Use of the GPX Embolic Device in Patients Requiring Embolization

This study involves blood vessel embolization, under fluoroscopic guidance, using the GPX Embolic Device. Participants will undergo a transcatheter embolization procedure, performed by a medical doctor (i.e., an interventional radiologist or vascular surgeon) in a hospital setting typically in under one hour, where GPX Embolic Device will be injected to a blood vessel needing to be treated. Once deployed in the subject's blood vessel, the GPX Embolic device will solidify to a gel-like solid within a few minutes. GPX Embolic Device will then remain in the patient throughout their lifetime. GPX Embolic Device will only be delivered to the subject once, and only up to 3mL of GPX Embolic Device will be administered. GPX administration will be personalised to each patient based on their health condition and their doctor's treatment decisions. Subjects will be contacted for 7-day and 30-day follow-ups.

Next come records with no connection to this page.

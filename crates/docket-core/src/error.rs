use thiserror::Error;

/// Validation and lookup failures raised by the task store and calendar.
#[derive(Debug, Error, Clone, PartialEq, Eq)]
pub enum TaskError {
    #[error("Please enter both task name and deadline date.")]
    MissingFields,

    #[error("task name cannot be empty")]
    EmptyName,

    #[error("invalid deadline date {0:?}: expected YYYY-MM-DD")]
    InvalidDate(String),

    #[error("invalid color {0:?}: expected a CSS color")]
    InvalidColor(String),

    #[error("no task at position {index} (store holds {len})")]
    IndexOutOfRange { index: usize, len: usize },

    #[error("invalid month {0}: expected 1-12")]
    InvalidMonth(u32),
}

The patient may undergo an additional imaging procedure along with their final follow-up to view the GPX Embolic Device and affected anatomy. Participants will receive a Patient Information Sheet prior to consenting to the study informing them of the procedure and study. Physicians and staff involved in the study will be trained on the use of the device and on the study protocol and procedures. They will receive the study protocol, Investigator's Brochure, and other study materials (e.g., Case Report Forms) to enable them to enroll subjects and follow them through the study period.